If you’re familiar with the darkly funny animated series “South Park,” you know there’s nothing that tubby 9-year-old Eric Cartman hates more than hippies. In the 2005 episode “Die Hippie, Die,” he gallantly waddles from house to house with an exterminator tank, hell-bent on ridding the neighborhood of the bad-smelling, peace-preaching stoners. Well, in my small hometown in the late 1960s, we had but one authentic hippie, and we intended to keep him.

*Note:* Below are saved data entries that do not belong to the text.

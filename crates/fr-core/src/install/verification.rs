//! Post-install verification of the embedded executable version.

use std::path::Path;
use std::time::Instant;

use serde::Serialize;

use crate::pe::read_file_version;

/// Result of a verification check
#[derive(Debug, Clone, Serialize)]
pub struct VerificationResult {
    /// Whether the installed version equals the expected one
    pub passed: bool,
    pub expected: String,
    /// The version string if it could be read
    pub version: Option<String>,
    /// Read error, if any
    pub error: Option<String>,
    pub duration_ms: u64,
}

/// Read `binary_path`'s embedded version and compare it exactly with
/// `expected`. A read failure counts as a mismatch.
pub fn verify_installed_version(binary_path: &Path, expected: &str) -> VerificationResult {
    let start = Instant::now();
    let (version, error) = match read_file_version(binary_path) {
        Ok(v) => (Some(v.to_string()), None),
        Err(e) => (None, Some(e.to_string())),
    };
    VerificationResult {
        passed: version.as_deref() == Some(expected),
        expected: expected.to_string(),
        version,
        error,
        duration_ms: start.elapsed().as_millis() as u64,
    }
}
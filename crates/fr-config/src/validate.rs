//! Configuration validation errors and semantic validation.

use std::path::PathBuf;
use thiserror::Error;

use crate::settings::UpdateConfig;

/// Validation result type.
pub type ValidationResult<T> = Result<T, ValidationError>;

/// Configuration validation errors.
#[derive(Error, Debug)]
pub enum ValidationError {
    #[error("Invalid value for {field}: {message}")]
    InvalidValue { field: String, message: String },

    #[error("{field} does not name a directory: {path}")]
    NotADirectory { field: String, path: PathBuf },
}

/// Validate a parsed configuration.
///
/// Hard errors are values no run could use. Everything that only degrades a
/// run (an empty marker, a missing directory) comes back as a warning, since
/// discovery and source resolution already log and skip those cases.
pub fn validate_config(config: &UpdateConfig) -> ValidationResult<Vec<String>> {
    let mut warnings = Vec::new();

    if config.service.timeout_secs == 0 {
        return Err(ValidationError::InvalidValue {
            field: "service.timeout_secs".to_string(),
            message: "must be greater than zero".to_string(),
        });
    }

    if config.source_dir.is_file() {
        return Err(ValidationError::NotADirectory {
            field: "update.source_dir".to_string(),
            path: config.source_dir.clone(),
        });
    }
    if config.target_dir.is_file() {
        return Err(ValidationError::NotADirectory {
            field: "update.target_dir".to_string(),
            path: config.target_dir.clone(),
        });
    }

    if config.exe_version.trim().is_empty() {
        warnings.push(
            "signature.exe_version is empty; every installed executable will fail verification"
                .to_string(),
        );
    }
    if config.author.trim().is_empty() {
        warnings.push("signature.author is empty; backup names carry no signer tag".to_string());
    }
    if config.source_exe_name.trim().is_empty() {
        warnings.push("update.source_exe_name is empty".to_string());
    }
    if config.server_type.is_empty() {
        warnings.push(
            "update.server_type is empty; it matches every sub-directory, so instances with more than one sub-directory are skipped"
                .to_string(),
        );
    }
    if config.server_prefix.contains('/') || config.server_prefix.contains('\\') {
        warnings.push(format!(
            "update.server_prefix {:?} contains a path separator; no executable path can be resolved",
            config.server_prefix
        ));
    }
    if config.source_suffixes.is_empty() {
        warnings.push("update.source_file_suffix is empty; nothing will be copied".to_string());
    }
    if !config.source_dir.is_dir() {
        warnings.push(format!(
            "update.source_dir {} does not exist",
            config.source_dir.display()
        ));
    }
    if !config.target_dir.is_dir() {
        warnings.push(format!(
            "update.target_dir {} does not exist",
            config.target_dir.display()
        ));
    }
    if let crate::StopPolicy::Unrecognized(raw) = &config.stop_policy {
        warnings.push(format!(
            "update.update_stop_flag {} is not recognized; restart failures will not stop the run",
            raw
        ));
    }

    Ok(warnings)
}

#[cfg(test)]
mod tests {
    use super::*;
    use crate::settings::{ServiceSettings, StopPolicy};
    use tempfile::TempDir;

    fn config_in(temp: &TempDir) -> UpdateConfig {
        let source = temp.path().join("staging");
        let target = temp.path().join("srv");
        std::fs::create_dir_all(&source).unwrap();
        std::fs::create_dir_all(&target).unwrap();
        UpdateConfig {
            author: "ops".into(),
            exe_version: "1.0.0.1".into(),
            source_dir: source,
            source_exe_name: "app.exe".into(),
            source_suffixes: vec![".exe".into()],
            target_dir: target,
            server_type: "trade".into(),
            server_prefix: "trade".into(),
            excluded_ids: String::new(),
            backup_retention: 3,
            stop_policy: StopPolicy::Continue,
            service: ServiceSettings::default(),
        }
    }

    #[test]
    fn test_complete_config_has_no_warnings() {
        let temp = TempDir::new().unwrap();
        let config = config_in(&temp);
        assert!(validate_config(&config).unwrap().is_empty());
    }

    #[test]
    fn test_zero_timeout_is_an_error() {
        let temp = TempDir::new().unwrap();
        let mut config = config_in(&temp);
        config.service.timeout_secs = 0;
        assert!(matches!(
            validate_config(&config),
            Err(ValidationError::InvalidValue { ref field, .. }) if field == "service.timeout_secs"
        ));
    }

    #[test]
    fn test_file_as_target_dir_is_an_error() {
        let temp = TempDir::new().unwrap();
        let mut config = config_in(&temp);
        let file = temp.path().join("not-a-dir");
        std::fs::write(&file, b"x").unwrap();
        config.target_dir = file;
        assert!(matches!(
            validate_config(&config),
            Err(ValidationError::NotADirectory { .. })
        ));
    }

    #[test]
    fn test_degraded_values_warn() {
        let temp = TempDir::new().unwrap();
        let mut config = config_in(&temp);
        config.exe_version.clear();
        config.server_prefix = "bad/prefix".into();
        config.stop_policy = StopPolicy::Unrecognized("9".into());
        config.source_dir = temp.path().join("missing");

        let warnings = validate_config(&config).unwrap();
        assert_eq!(warnings.len(), 4);
        assert!(warnings.iter().any(|w| w.contains("exe_version")));
        assert!(warnings.iter().any(|w| w.contains("path separator")));
        assert!(warnings.iter().any(|w| w.contains("not recognized")));
        assert!(warnings.iter().any(|w| w.contains("does not exist")));
    }
}
//! Embedded file-version extraction from PE executables.
//!
//! Reads just enough of a Windows executable to reach its `RT_VERSION`
//! resource: DOS header, COFF header, section table, then the resource
//! directory tree inside `.rsrc`. No platform API is involved, so the
//! extractor runs the same on every host.
//!
//! All header decoding works on byte slices with bounds-checked accessors;
//! malformed input yields a [`VersionError`], never a panic.

pub mod headers;
pub mod resource;

use std::fmt;
use std::fs::File;
use std::io::{BufReader, Read, Seek, SeekFrom};
use std::path::Path;

use thiserror::Error;
use tracing::debug;

use headers::{
    parse_coff_header, parse_resource_section, pe_header_offset, COFF_HEADER_LEN,
    DOS_HEADER_LEN, MACHINE_I386, SECTION_HEADER_LEN,
};

/// Structural failures while reading an embedded version.
#[derive(Debug, Error)]
pub enum VersionError {
    #[error("I/O error: {0}")]
    Io(#[from] std::io::Error),

    #[error("missing MZ signature")]
    MissingDosSignature,

    #[error("PE header offset {0} points inside the DOS header")]
    InvalidPeOffset(u32),

    #[error("missing PE signature")]
    MissingPeSignature,

    #[error("no .rsrc section")]
    NoResourceSection,

    #[error("no version resource")]
    NoVersionResource,

    #[error("read of {len} bytes at offset {offset} exceeds {available} available")]
    OutOfBounds {
        offset: usize,
        len: usize,
        available: usize,
    },

    #[error("data RVA {rva:#x} precedes section virtual address {virtual_address:#x}")]
    RvaBeforeSection { rva: u32, virtual_address: u32 },
}

/// The four version words as stored in `VS_FIXEDFILEINFO`.
///
/// Displayed as `"{w1}.{w0}.{w3}.{w2}"`, i.e. major.minor.build.revision for
/// the usual little-endian layout of `dwFileVersionMS` / `dwFileVersionLS`.
#[derive(Debug, Clone, Copy, PartialEq, Eq)]
pub struct FileVersion {
    pub words: [u16; 4],
}

impl fmt::Display for FileVersion {
    fn fmt(&self, f: &mut fmt::Formatter<'_>) -> fmt::Result {
        let [w0, w1, w2, w3] = self.words;
        write!(f, "{}.{}.{}.{}", w1, w0, w3, w2)
    }
}

/// Extract the embedded version from any seekable byte source.
pub fn extract_version<R: Read + Seek>(reader: &mut R) -> Result<FileVersion, VersionError> {
    let mut dos = [0u8; DOS_HEADER_LEN];
    reader.read_exact(&mut dos)?;
    let pe_offset = pe_header_offset(&dos)?;

    reader.seek(SeekFrom::Start(pe_offset))?;
    let mut coff_buf = [0u8; COFF_HEADER_LEN];
    reader.read_exact(&mut coff_buf)?;
    let coff = parse_coff_header(&coff_buf)?;
    if coff.machine != MACHINE_I386 {
        debug!(machine = coff.machine, "Unexpected PE machine type");
    }

    reader.seek(SeekFrom::Current(i64::from(coff.optional_header_size)))?;
    let mut section = None;
    let mut header = [0u8; SECTION_HEADER_LEN];
    for _ in 0..coff.section_count {
        reader.read_exact(&mut header)?;
        if let Some(found) = parse_resource_section(&header)? {
            section = Some(found);
            break;
        }
    }
    let section = section.ok_or(VersionError::NoResourceSection)?;

    reader.seek(SeekFrom::Start(u64::from(section.raw_offset)))?;
    let mut rsrc = Vec::new();
    reader
        .by_ref()
        .take(u64::from(section.raw_size))
        .read_to_end(&mut rsrc)?;

    let words = resource::version_words(&rsrc, section.virtual_address)?;
    Ok(FileVersion { words })
}

/// Read the embedded version of the file at `path`.
pub fn read_file_version(path: &Path) -> Result<FileVersion, VersionError> {
    let mut reader = BufReader::new(File::open(path)?);
    extract_version(&mut reader)
}

#[cfg(test)]
mod tests {
    use super::*;
    use crate::test_utils::PeFixtureBuilder;
    use std::io::Cursor;

    #[test]
    fn test_display_order() {
        let v = FileVersion { words: [1, 2, 3, 4] };
        assert_eq!(v.to_string(), "2.1.4.3");
    }

    #[test]
    fn test_extract_from_fixture() {
        let bytes = PeFixtureBuilder::new().version_words([1, 2, 3, 4]).build();
        let version = extract_version(&mut Cursor::new(bytes)).unwrap();
        assert_eq!(version.to_string(), "2.1.4.3");
    }

    #[test]
    fn test_rsrc_after_other_sections() {
        let bytes = PeFixtureBuilder::new()
            .leading_sections(&[".text", ".data"])
            .version_words([0, 5, 7, 1])
            .build();
        let version = extract_version(&mut Cursor::new(bytes)).unwrap();
        assert_eq!(version.to_string(), "5.0.1.7");
    }

    #[test]
    fn test_foreign_machine_is_not_fatal() {
        let bytes = PeFixtureBuilder::new()
            .machine(0x8664)
            .version_words([3, 9, 0, 0])
            .build();
        assert_eq!(
            extract_version(&mut Cursor::new(bytes)).unwrap().to_string(),
            "9.3.0.0"
        );
    }

    #[test]
    fn test_missing_rsrc() {
        let bytes = PeFixtureBuilder::new().without_resource_section().build();
        assert!(matches!(
            extract_version(&mut Cursor::new(bytes)),
            Err(VersionError::NoResourceSection)
        ));
    }

    #[test]
    fn test_short_file_is_io_error() {
        let bytes = b"MZ".to_vec();
        assert!(matches!(
            extract_version(&mut Cursor::new(bytes)),
            Err(VersionError::Io(_))
        ));
    }
}
//! Loading the rollout config file.

use sha2::{Digest, Sha256};
use std::path::PathBuf;
use thiserror::Error;
use tracing::{debug, warn};

use crate::resolve::ConfigLocation;
use crate::settings::{
    retention_from_value, split_suffixes, RawConfig, ServiceManagerKind, ServiceSettings, StopPolicy,
    UpdateConfig,
};
use crate::validate::{validate_config, ValidationError};
use crate::DEFAULT_SERVICE_TIMEOUT_SECS;

/// Errors that can occur during config loading.
#[derive(Debug, Error)]
pub enum ConfigError {
    #[error("Config file not found: {path}")]
    NotFound { path: PathBuf },

    #[error("I/O error on {path}: {source}")]
    Io {
        path: PathBuf,
        #[source]
        source: std::io::Error,
    },

    #[error("Invalid TOML in config file: {0}")]
    Parse(#[from] toml::de::Error),

    #[error("Semantic validation failed: {0}")]
    Validation(#[from] ValidationError),

    #[error("Config file already exists: {path}")]
    AlreadyExists { path: PathBuf },
}

/// A config parsed from text, with notices about lenient fallbacks.
#[derive(Debug, Clone)]
pub struct ParsedConfig {
    pub config: UpdateConfig,
    pub notices: Vec<String>,
}

/// A config loaded from disk with provenance.
#[derive(Debug, Clone)]
pub struct LoadedConfig {
    pub config: UpdateConfig,
    pub location: ConfigLocation,
    /// SHA-256 of the file content.
    pub content_hash: String,
    /// Parse fallbacks and validation warnings, in that order.
    pub notices: Vec<String>,
}

/// Parse config text into an [`UpdateConfig`].
pub fn parse_config(content: &str) -> Result<ParsedConfig, ConfigError> {
    let raw: RawConfig = toml::from_str(content)?;
    let mut notices = Vec::new();

    let backup_retention = retention_from_value(raw.update.backup_file_num.as_ref(), &mut notices);

    let stop_policy = raw
        .update
        .update_stop_flag
        .as_ref()
        .map(StopPolicy::from_value)
        .unwrap_or_default();

    let manager = match raw.service.manager.as_deref() {
        Some(name) => name.parse::<ServiceManagerKind>().map_err(|message| ValidationError::InvalidValue {
            field: "service.manager".to_string(),
            message,
        })?,
        None => ServiceManagerKind::default(),
    };

    let config = UpdateConfig {
        author: raw.signature.author.trim().to_string(),
        exe_version: raw.signature.exe_version.trim().to_string(),
        source_dir: PathBuf::from(raw.update.source_dir.trim()),
        source_exe_name: raw.update.source_exe_name.trim().to_string(),
        source_suffixes: split_suffixes(&raw.update.source_file_suffix),
        target_dir: PathBuf::from(raw.update.target_dir.trim()),
        server_type: raw.update.server_type.trim().to_string(),
        server_prefix: raw.update.server_prefix.trim().to_string(),
        excluded_ids: raw.update.not_update_serverid,
        backup_retention,
        stop_policy,
        service: ServiceSettings {
            manager,
            timeout_secs: raw.service.timeout_secs.unwrap_or(DEFAULT_SERVICE_TIMEOUT_SECS),
        },
    };

    Ok(ParsedConfig { config, notices })
}

/// Load, parse and validate the config at `location`.
pub fn load_config(location: ConfigLocation) -> Result<LoadedConfig, ConfigError> {
    let content = std::fs::read_to_string(&location.path).map_err(|source| {
        if source.kind() == std::io::ErrorKind::NotFound {
            ConfigError::NotFound {
                path: location.path.clone(),
            }
        } else {
            ConfigError::Io {
                path: location.path.clone(),
                source,
            }
        }
    })?;

    let content_hash = hex::encode(Sha256::digest(content.as_bytes()));
    let ParsedConfig {
        config,
        mut notices,
    } = parse_config(&content)?;

    notices.extend(validate_config(&config)?);
    for notice in &notices {
        warn!(target: "config.notice", path = %location.path.display(), "{}", notice);
    }
    debug!(
        target: "config.loaded",
        path = %location.path.display(),
        source = %location.source,
        hash = %content_hash,
        "Config loaded"
    );

    Ok(LoadedConfig {
        config,
        location,
        content_hash,
        notices,
    })
}

#[cfg(test)]
mod tests {
    use super::*;
    use crate::resolve::ConfigSource;
    use tempfile::TempDir;

    const SAMPLE: &str = r#"
[signature]
author = "ops"
exe_version = "1.0.0.1"

[update]
source_dir = "/srv/staging"
source_file_suffix = ".exe,.dat"
source_exe_name = "app.exe"
target_dir = "/srv/trade"
server_type = "trade"
server_prefix = "trade"
not_update_serverid = "001,002"
backup_file_num = 2
update_stop_flag = 1

[service]
manager = "scm"
timeout_secs = 15
"#;

    #[test]
    fn test_parse_full_config() {
        let parsed = parse_config(SAMPLE).unwrap();
        let config = parsed.config;
        assert!(parsed.notices.is_empty());
        assert_eq!(config.author, "ops");
        assert_eq!(config.exe_version, "1.0.0.1");
        assert_eq!(config.source_suffixes, vec![".exe", ".dat"]);
        assert_eq!(config.excluded_ids, "001,002");
        assert_eq!(config.backup_retention, 2);
        assert_eq!(config.stop_policy, StopPolicy::Abort);
        assert_eq!(config.service.manager, ServiceManagerKind::Scm);
        assert_eq!(config.service.timeout_secs, 15);
    }

    #[test]
    fn test_parse_empty_config_uses_defaults() {
        let parsed = parse_config("").unwrap();
        assert_eq!(parsed.config.backup_retention, 3);
        assert_eq!(parsed.config.stop_policy, StopPolicy::Continue);
        assert_eq!(parsed.config.service.timeout_secs, DEFAULT_SERVICE_TIMEOUT_SECS);
        assert!(parsed.config.source_suffixes.is_empty());
    }

    #[test]
    fn test_parse_garbled_retention_notes_fallback() {
        let parsed = parse_config("[update]\nbackup_file_num = \"lots\"\n").unwrap();
        assert_eq!(parsed.config.backup_retention, 3);
        assert_eq!(parsed.notices.len(), 1);
    }

    #[test]
    fn test_unknown_manager_is_rejected() {
        let err = parse_config("[service]\nmanager = \"launchd\"\n").unwrap_err();
        assert!(matches!(err, ConfigError::Validation(_)));
    }

    #[test]
    fn test_invalid_toml_is_parse_error() {
        assert!(matches!(
            parse_config("[update\nsource_dir = 1"),
            Err(ConfigError::Parse(_))
        ));
    }

    #[test]
    fn test_load_missing_file() {
        let temp = TempDir::new().unwrap();
        let location = ConfigLocation {
            path: temp.path().join("nope.toml"),
            source: ConfigSource::CliArgument,
        };
        assert!(matches!(
            load_config(location),
            Err(ConfigError::NotFound { .. })
        ));
    }

    #[test]
    fn test_load_records_hash() {
        let temp = TempDir::new().unwrap();
        let path = temp.path().join("config.toml");
        std::fs::write(&path, SAMPLE).unwrap();

        let loaded = load_config(ConfigLocation {
            path,
            source: ConfigSource::CliArgument,
        })
        .unwrap();

        assert_eq!(loaded.content_hash.len(), 64);
        // The sample's directories do not exist here.
        assert!(loaded.notices.iter().any(|n| n.contains("does not exist")));
    }
}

By the time the Age of Aquarius hit Pennsyltucky, it was already the Age of Libra. For years we stared at our cabinet TVs with envy at the scenes of flower-children burning draft cards in Chicago, marching for peace in D.C., and dancing in a hallucinogenic stupor in Golden Gate Park. Just when we’d nearly given up hope that we’d ever be hip, God answered our prayers and gave us something to break the monotony of our boring, bourgeois lives: a bearded, long-haired, blurry-eyed, sandaled dude whom the town elders affectionately called “The Dirty Hippie.” So touched was he by this moniker that he actually painted the nom de freak on the side of his psychedelically embellished pickup truck. You bet your bippy! What a treat to see him whiz by — “Sunshine of your Love” and fragrant smoke wafting from his windows — as we walked home from school. “Hey look! It’s the Dirty Hippie!” we’d cry out as we waved. I have no idea whether our token tokin’ rebel embraced the make-love-not-war ideology of the times, but he looked like he stepped right out of central casting for “Easy Rider.” And that was good enough for us. We didn’t want any trouble-making pinko types, anyway. We weren’t ready for our small hamlet to become infested with the city-bred rodent variety of hippie — like those personified by David Peel.
I was 12 years old, watching The David Frost show on TV after school, when I discovered Mr. Peel. As the veddy, veddy British talk show host introduced a musical number, I was delighted to see John Lennon on stage with an assortment of musicians I didn’t recognize. But why was John (and the ubiquitous Yoko) standing in the back, banging away on a homemade stringed instrument, and not in the spotlight? Who was the wire-haired dude with Lennonesque granny glasses shouting into the microphone? And why was he singing funny lyrics to Merle Haggard’s “Okie from Muskogee” song? This was too much!
I’m proud to be a New York City hippie / I’m proud of dirty feet and dirty hair.
I’m proud of living with the cock-a-roaches / I’m proud of living in a garbage can.
We want to warn you squares and all you rednecks: If you hate the hippies from New York,
We’ll unify the hippies from the country /We’ll fight until the South becomes the North.